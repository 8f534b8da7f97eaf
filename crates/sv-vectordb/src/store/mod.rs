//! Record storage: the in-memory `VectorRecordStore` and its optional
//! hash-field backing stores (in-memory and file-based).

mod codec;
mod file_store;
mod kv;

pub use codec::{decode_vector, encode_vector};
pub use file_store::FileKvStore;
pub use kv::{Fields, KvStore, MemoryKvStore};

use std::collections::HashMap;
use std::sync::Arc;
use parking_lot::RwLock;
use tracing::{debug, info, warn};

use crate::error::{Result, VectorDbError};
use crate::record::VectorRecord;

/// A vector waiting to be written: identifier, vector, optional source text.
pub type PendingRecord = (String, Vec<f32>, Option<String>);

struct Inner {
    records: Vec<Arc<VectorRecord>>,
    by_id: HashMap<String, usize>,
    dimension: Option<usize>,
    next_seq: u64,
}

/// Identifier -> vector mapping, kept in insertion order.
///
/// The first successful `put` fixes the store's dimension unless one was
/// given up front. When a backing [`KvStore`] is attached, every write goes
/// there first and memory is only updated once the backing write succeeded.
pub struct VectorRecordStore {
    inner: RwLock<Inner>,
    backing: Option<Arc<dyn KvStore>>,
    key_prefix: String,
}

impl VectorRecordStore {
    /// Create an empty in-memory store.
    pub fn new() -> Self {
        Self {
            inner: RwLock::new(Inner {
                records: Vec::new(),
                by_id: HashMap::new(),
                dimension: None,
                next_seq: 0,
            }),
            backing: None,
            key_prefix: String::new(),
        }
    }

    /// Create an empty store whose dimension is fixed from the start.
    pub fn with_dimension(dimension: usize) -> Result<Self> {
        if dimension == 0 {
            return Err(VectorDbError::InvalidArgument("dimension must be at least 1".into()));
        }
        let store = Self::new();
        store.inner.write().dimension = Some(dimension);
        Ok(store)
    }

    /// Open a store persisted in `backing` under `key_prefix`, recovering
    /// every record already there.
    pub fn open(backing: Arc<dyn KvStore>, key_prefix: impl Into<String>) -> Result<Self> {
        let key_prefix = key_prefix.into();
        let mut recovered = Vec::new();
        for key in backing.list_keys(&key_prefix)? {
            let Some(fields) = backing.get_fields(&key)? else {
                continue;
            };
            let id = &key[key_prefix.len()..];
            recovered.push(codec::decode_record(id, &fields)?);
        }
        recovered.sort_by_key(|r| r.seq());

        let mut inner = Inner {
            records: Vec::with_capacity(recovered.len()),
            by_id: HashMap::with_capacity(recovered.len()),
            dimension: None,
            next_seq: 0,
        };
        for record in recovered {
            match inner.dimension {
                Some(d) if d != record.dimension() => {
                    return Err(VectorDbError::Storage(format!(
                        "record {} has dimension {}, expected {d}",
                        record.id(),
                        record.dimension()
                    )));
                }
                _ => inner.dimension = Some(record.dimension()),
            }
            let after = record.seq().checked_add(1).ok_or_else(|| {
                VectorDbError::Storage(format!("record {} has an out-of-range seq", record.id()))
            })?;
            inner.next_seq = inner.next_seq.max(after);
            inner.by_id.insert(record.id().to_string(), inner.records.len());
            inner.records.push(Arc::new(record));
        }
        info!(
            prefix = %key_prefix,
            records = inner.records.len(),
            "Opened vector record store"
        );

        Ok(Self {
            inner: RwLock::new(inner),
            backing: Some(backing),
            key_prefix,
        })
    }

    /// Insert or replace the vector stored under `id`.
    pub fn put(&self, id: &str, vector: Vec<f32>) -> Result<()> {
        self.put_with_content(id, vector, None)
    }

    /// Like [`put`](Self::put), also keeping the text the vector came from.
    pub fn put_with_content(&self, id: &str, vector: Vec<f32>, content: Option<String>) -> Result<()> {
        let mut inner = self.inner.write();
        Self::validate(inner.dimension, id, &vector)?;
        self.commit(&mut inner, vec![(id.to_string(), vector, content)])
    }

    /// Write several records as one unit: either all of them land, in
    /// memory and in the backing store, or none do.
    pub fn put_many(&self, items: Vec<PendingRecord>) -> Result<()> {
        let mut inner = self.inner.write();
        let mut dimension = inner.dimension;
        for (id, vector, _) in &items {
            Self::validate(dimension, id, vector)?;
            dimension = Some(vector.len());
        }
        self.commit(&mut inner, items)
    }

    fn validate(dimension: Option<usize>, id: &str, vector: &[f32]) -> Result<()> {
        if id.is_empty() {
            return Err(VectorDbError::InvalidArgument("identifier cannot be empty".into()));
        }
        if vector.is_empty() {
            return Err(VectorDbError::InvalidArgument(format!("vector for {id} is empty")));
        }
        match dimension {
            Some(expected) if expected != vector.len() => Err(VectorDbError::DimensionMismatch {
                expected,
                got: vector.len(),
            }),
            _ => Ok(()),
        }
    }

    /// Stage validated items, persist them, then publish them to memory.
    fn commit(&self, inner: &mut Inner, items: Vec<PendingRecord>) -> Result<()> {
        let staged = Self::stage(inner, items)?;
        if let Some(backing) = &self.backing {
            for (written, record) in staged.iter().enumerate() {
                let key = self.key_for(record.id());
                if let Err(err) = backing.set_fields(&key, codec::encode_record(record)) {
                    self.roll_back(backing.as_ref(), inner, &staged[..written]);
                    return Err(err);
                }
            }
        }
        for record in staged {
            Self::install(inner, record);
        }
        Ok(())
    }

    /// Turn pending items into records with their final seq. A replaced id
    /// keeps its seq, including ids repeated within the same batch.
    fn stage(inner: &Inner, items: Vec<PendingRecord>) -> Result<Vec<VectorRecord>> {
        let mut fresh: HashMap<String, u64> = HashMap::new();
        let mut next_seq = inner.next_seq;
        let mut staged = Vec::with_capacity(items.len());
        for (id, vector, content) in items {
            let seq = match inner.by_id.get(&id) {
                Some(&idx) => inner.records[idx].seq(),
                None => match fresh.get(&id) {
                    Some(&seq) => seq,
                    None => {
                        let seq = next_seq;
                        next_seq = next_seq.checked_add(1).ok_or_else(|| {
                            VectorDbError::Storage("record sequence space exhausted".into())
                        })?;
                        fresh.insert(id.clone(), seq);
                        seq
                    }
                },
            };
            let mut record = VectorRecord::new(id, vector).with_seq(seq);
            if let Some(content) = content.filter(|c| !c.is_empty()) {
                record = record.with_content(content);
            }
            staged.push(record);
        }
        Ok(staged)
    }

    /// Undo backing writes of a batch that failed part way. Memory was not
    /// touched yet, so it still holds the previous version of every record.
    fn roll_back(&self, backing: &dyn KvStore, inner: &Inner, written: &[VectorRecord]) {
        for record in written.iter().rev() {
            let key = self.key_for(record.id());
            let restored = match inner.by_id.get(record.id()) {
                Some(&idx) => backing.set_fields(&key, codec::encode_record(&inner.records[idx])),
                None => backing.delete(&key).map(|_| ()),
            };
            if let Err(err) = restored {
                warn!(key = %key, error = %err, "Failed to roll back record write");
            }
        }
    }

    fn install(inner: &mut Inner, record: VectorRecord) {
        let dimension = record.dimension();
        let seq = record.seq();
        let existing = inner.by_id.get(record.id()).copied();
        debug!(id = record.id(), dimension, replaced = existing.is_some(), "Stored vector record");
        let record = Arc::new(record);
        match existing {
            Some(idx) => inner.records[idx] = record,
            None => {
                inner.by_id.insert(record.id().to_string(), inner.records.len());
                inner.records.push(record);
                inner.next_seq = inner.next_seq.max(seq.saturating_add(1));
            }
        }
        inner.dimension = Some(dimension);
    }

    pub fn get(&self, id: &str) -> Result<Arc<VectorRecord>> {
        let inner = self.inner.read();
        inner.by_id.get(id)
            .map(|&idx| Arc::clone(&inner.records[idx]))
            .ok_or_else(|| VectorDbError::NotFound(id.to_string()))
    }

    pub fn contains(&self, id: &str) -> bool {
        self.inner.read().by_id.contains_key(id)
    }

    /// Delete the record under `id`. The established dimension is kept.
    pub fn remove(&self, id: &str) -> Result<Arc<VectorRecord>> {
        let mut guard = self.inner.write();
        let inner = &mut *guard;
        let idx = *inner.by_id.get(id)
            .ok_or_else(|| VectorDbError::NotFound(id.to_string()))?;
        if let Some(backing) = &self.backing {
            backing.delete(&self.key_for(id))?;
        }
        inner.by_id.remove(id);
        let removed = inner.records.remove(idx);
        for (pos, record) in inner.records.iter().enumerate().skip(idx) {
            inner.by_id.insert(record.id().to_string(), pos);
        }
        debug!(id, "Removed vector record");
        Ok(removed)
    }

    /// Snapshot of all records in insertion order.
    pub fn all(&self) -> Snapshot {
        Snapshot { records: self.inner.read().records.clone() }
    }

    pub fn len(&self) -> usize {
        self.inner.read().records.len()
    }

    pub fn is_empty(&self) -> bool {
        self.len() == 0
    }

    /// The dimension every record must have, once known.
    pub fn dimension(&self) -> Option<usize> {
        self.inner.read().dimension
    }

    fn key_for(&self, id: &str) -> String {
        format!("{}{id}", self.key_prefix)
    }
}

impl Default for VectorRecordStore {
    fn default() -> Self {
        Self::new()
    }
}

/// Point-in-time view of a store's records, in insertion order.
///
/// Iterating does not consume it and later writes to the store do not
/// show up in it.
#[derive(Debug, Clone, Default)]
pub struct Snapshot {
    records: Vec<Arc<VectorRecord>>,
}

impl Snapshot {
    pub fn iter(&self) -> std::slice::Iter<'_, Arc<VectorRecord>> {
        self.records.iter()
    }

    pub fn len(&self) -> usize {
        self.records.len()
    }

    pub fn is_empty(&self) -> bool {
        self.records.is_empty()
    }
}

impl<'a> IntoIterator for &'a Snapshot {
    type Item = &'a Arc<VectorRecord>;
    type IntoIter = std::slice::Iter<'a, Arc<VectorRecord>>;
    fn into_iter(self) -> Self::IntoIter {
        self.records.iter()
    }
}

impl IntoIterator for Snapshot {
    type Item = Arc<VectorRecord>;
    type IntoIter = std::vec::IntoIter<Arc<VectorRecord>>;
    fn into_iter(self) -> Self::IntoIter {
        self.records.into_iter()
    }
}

----

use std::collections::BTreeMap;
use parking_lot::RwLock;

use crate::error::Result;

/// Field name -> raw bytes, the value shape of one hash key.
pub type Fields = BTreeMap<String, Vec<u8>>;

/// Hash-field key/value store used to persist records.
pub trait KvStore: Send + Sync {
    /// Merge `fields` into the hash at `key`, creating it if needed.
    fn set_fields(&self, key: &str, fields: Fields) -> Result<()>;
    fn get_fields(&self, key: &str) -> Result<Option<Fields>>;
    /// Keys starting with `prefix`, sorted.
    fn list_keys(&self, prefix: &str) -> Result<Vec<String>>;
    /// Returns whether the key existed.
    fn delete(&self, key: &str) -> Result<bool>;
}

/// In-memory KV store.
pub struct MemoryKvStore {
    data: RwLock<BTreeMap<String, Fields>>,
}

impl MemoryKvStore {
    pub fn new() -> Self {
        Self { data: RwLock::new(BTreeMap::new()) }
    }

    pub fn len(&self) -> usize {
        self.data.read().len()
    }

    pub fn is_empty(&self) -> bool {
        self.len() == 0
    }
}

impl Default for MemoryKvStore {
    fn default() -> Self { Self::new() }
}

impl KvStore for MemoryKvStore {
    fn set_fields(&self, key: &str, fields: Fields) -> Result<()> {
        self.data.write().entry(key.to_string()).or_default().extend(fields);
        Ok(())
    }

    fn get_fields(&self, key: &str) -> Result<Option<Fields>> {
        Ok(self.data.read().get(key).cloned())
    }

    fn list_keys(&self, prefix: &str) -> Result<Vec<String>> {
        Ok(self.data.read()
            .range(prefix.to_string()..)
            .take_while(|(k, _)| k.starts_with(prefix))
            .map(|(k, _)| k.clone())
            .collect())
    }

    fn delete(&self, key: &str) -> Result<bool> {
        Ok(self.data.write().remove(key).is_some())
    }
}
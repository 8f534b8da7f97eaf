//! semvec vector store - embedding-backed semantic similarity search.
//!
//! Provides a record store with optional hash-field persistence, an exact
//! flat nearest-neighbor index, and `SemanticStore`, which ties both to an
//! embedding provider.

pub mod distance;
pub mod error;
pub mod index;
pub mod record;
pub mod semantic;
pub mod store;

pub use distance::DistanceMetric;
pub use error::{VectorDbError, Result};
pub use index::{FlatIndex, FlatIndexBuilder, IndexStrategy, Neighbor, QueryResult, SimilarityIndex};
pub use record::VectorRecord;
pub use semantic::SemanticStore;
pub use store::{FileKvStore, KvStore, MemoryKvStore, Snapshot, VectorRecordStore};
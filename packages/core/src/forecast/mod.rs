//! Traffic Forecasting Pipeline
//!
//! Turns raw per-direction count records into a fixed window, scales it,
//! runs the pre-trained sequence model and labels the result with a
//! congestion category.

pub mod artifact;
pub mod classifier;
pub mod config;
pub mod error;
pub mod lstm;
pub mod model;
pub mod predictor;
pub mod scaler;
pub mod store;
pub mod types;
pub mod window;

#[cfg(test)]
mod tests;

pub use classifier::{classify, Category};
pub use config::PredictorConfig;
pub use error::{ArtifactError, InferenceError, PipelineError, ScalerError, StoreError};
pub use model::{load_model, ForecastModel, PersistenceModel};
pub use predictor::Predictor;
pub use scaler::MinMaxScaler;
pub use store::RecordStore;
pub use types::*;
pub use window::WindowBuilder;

----

■ Task objective:
Reply with one number, the count of lines in the data that contain "expected".

■ Exercise answer:
3